(Entries shown Opens)

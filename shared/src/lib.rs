use serde::{Deserialize, Serialize};
use std::fmt;
use thiserror::Error;

pub mod protocol;

pub use protocol::{FrameDecoder, ProtocolError, ServerMessage, StateFrame};

pub const ARENA_WIDTH: u32 = 36;
pub const ARENA_HEIGHT: u32 = 18;
pub const PADDLE_WIDTH: u32 = 2;
pub const PADDLE_HEIGHT: u32 = 1;
pub const DEFAULT_PORT: u16 = 9393;

/// Playfield size and paddle dimensions.
///
/// The horizontal paddles run along the top and bottom edges and are
/// `paddle_width` wide; the vertical paddles run along the left and right
/// edges and are `paddle_height` tall.
#[derive(Debug, Clone, Copy, PartialEq, Eq, Serialize, Deserialize)]
pub struct Arena {
    pub width: u32,
    pub height: u32,
    pub paddle_width: u32,
    pub paddle_height: u32,
}

#[derive(Debug, Clone, PartialEq, Eq, Error)]
pub enum ArenaError {
    #[error("arena must be at least 1x1, got {width}x{height}")]
    Empty { width: u32, height: u32 },
    #[error("paddle width {paddle} must be smaller than arena width {arena}")]
    PaddleTooWide { paddle: u32, arena: u32 },
    #[error("paddle height {paddle} must be smaller than arena height {arena}")]
    PaddleTooTall { paddle: u32, arena: u32 },
}

impl Arena {
    pub const STANDARD: Arena = Arena {
        width: ARENA_WIDTH,
        height: ARENA_HEIGHT,
        paddle_width: PADDLE_WIDTH,
        paddle_height: PADDLE_HEIGHT,
    };

    pub fn validate(&self) -> Result<(), ArenaError> {
        if self.width == 0 || self.height == 0 {
            return Err(ArenaError::Empty {
                width: self.width,
                height: self.height,
            });
        }
        if self.paddle_width >= self.width {
            return Err(ArenaError::PaddleTooWide {
                paddle: self.paddle_width,
                arena: self.width,
            });
        }
        if self.paddle_height >= self.height {
            return Err(ArenaError::PaddleTooTall {
                paddle: self.paddle_height,
                arena: self.height,
            });
        }
        Ok(())
    }

    /// Largest legal x-offset of the horizontal paddle.
    pub fn max_horizontal(&self) -> f64 {
        (self.width - self.paddle_width) as f64
    }

    /// Largest legal y-offset of the vertical paddle.
    pub fn max_vertical(&self) -> f64 {
        (self.height - self.paddle_height) as f64
    }

    pub fn left_line(&self) -> f64 {
        1.0
    }

    pub fn right_line(&self) -> f64 {
        self.width as f64 - 1.0
    }

    pub fn top_line(&self) -> f64 {
        1.0
    }

    pub fn bottom_line(&self) -> f64 {
        self.height as f64 - 1.0
    }

    pub fn contains(&self, x: f64, y: f64) -> bool {
        (0.0..=self.width as f64).contains(&x) && (0.0..=self.height as f64).contains(&y)
    }
}

impl Default for Arena {
    fn default() -> Self {
        Arena::STANDARD
    }
}

/// Per-axis speed in arena units per tick.
#[derive(Debug, Clone, Copy, PartialEq, Serialize, Deserialize)]
pub struct Velocity {
    pub x: f64,
    pub y: f64,
}

impl Velocity {
    pub fn new(x: f64, y: f64) -> Self {
        Self { x, y }
    }

    pub fn scaled(&self, factor: f64) -> Velocity {
        Velocity {
            x: self.x * factor,
            y: self.y * factor,
        }
    }
}

/// Game variant picked by the handshake.
#[derive(Debug, Clone, Copy, PartialEq, Eq, Hash, Default, Serialize, Deserialize)]
#[serde(rename_all = "lowercase")]
pub enum Mode {
    #[default]
    Default,
    Fast,
    Double,
}

impl Mode {
    /// Anything that is not `fast` or `double` plays the default game.
    pub fn from_token(token: &str) -> Mode {
        let token = token.trim();
        if token.eq_ignore_ascii_case("fast") {
            Mode::Fast
        } else if token.eq_ignore_ascii_case("double") {
            Mode::Double
        } else {
            Mode::Default
        }
    }

    pub fn as_token(&self) -> &'static str {
        match self {
            Mode::Default => "default",
            Mode::Fast => "fast",
            Mode::Double => "double",
        }
    }
}

impl fmt::Display for Mode {
    fn fmt(&self, f: &mut fmt::Formatter<'_>) -> fmt::Result {
        f.write_str(self.as_token())
    }
}

/// Paddle movement requested by the player.
#[derive(Debug, Clone, Copy, PartialEq, Eq, Hash)]
pub enum Direction {
    Up,
    Down,
    Left,
    Right,
}

impl Direction {
    pub const ALL: [Direction; 4] = [
        Direction::Up,
        Direction::Down,
        Direction::Left,
        Direction::Right,
    ];

    /// Parses the text of a direction by substring. Anything that mentions
    /// none of `up`, `down` or `left` is `Right`.
    pub fn from_text(text: &str) -> Direction {
        if text.contains("up") {
            Direction::Up
        } else if text.contains("down") {
            Direction::Down
        } else if text.contains("left") {
            Direction::Left
        } else {
            Direction::Right
        }
    }

    pub fn as_str(&self) -> &'static str {
        match self {
            Direction::Up => "up",
            Direction::Down => "down",
            Direction::Left => "left",
            Direction::Right => "right",
        }
    }
}

impl fmt::Display for Direction {
    fn fmt(&self, f: &mut fmt::Formatter<'_>) -> fmt::Result {
        f.write_str(self.as_str())
    }
}

#[cfg(test)]
mod tests {
    use super::*;
    use assert_approx_eq::assert_approx_eq;

    #[test]
    fn test_standard_arena_is_valid() {
        assert!(Arena::STANDARD.validate().is_ok());
        assert_eq!(Arena::default(), Arena::STANDARD);
    }

    #[test]
    fn test_arena_rejects_oversized_paddles() {
        let wide = Arena {
            paddle_width: 36,
            ..Arena::STANDARD
        };
        assert_eq!(
            wide.validate(),
            Err(ArenaError::PaddleTooWide {
                paddle: 36,
                arena: 36
            })
        );

        let tall = Arena {
            paddle_height: 20,
            ..Arena::STANDARD
        };
        assert!(matches!(
            tall.validate(),
            Err(ArenaError::PaddleTooTall { .. })
        ));

        let empty = Arena {
            width: 0,
            ..Arena::STANDARD
        };
        assert!(matches!(empty.validate(), Err(ArenaError::Empty { .. })));
    }

    #[test]
    fn test_arena_lines_and_ranges() {
        let arena = Arena::STANDARD;
        assert_approx_eq!(arena.left_line(), 1.0);
        assert_approx_eq!(arena.right_line(), 35.0);
        assert_approx_eq!(arena.top_line(), 1.0);
        assert_approx_eq!(arena.bottom_line(), 17.0);
        assert_approx_eq!(arena.max_horizontal(), 34.0);
        assert_approx_eq!(arena.max_vertical(), 17.0);
    }

    #[test]
    fn test_arena_contains_is_inclusive() {
        let arena = Arena::STANDARD;
        assert!(arena.contains(0.0, 0.0));
        assert!(arena.contains(36.0, 18.0));
        assert!(!arena.contains(-0.01, 5.0));
        assert!(!arena.contains(36.01, 5.0));
        assert!(!arena.contains(5.0, 18.5));
    }

    #[test]
    fn test_velocity_scaling() {
        let v = Velocity::new(0.5, 1.0).scaled(1.5);
        assert_approx_eq!(v.x, 0.75);
        assert_approx_eq!(v.y, 1.5);
    }

    #[test]
    fn test_mode_from_token() {
        assert_eq!(Mode::from_token("fast"), Mode::Fast);
        assert_eq!(Mode::from_token(" DOUBLE \n"), Mode::Double);
        assert_eq!(Mode::from_token("default"), Mode::Default);
        assert_eq!(Mode::from_token(""), Mode::Default);
        assert_eq!(Mode::from_token("faster"), Mode::Default);
        assert_eq!(Mode::from_token("hyper"), Mode::Default);
    }

    #[test]
    fn test_mode_deserializes_lowercase() {
        #[derive(Deserialize)]
        struct Wrapper {
            mode: Mode,
        }
        let parsed: Wrapper = toml::from_str("mode = \"double\"").unwrap();
        assert_eq!(parsed.mode, Mode::Double);
    }

    #[test]
    fn test_direction_from_text() {
        assert_eq!(Direction::from_text("up"), Direction::Up);
        assert_eq!(Direction::from_text("down\n"), Direction::Down);
        assert_eq!(Direction::from_text("left"), Direction::Left);
        assert_eq!(Direction::from_text("right"), Direction::Right);
        assert_eq!(Direction::from_text("sideways"), Direction::Right);
        assert_eq!(Direction::from_text(""), Direction::Right);
    }

    #[test]
    fn test_direction_text_roundtrip() {
        for dir in Direction::ALL {
            assert_eq!(Direction::from_text(dir.as_str()), dir);
        }
    }
}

(Entries shown Closes)

▸ What you will do
Where a line of the data contains "ArenaError", copy that line.

▸ Response below
pub enum ArenaError {
    pub fn validate(&self) -> Result<(), ArenaError> {
            return Err(ArenaError::Empty {
            return Err(ArenaError::PaddleTooWide {
            return Err(ArenaError::PaddleTooTall {
            Err(ArenaError::PaddleTooWide {
            Err(ArenaError::PaddleTooTall { .. })
        assert!(matches!(empty.validate(), Err(ArenaError::Empty { .. })));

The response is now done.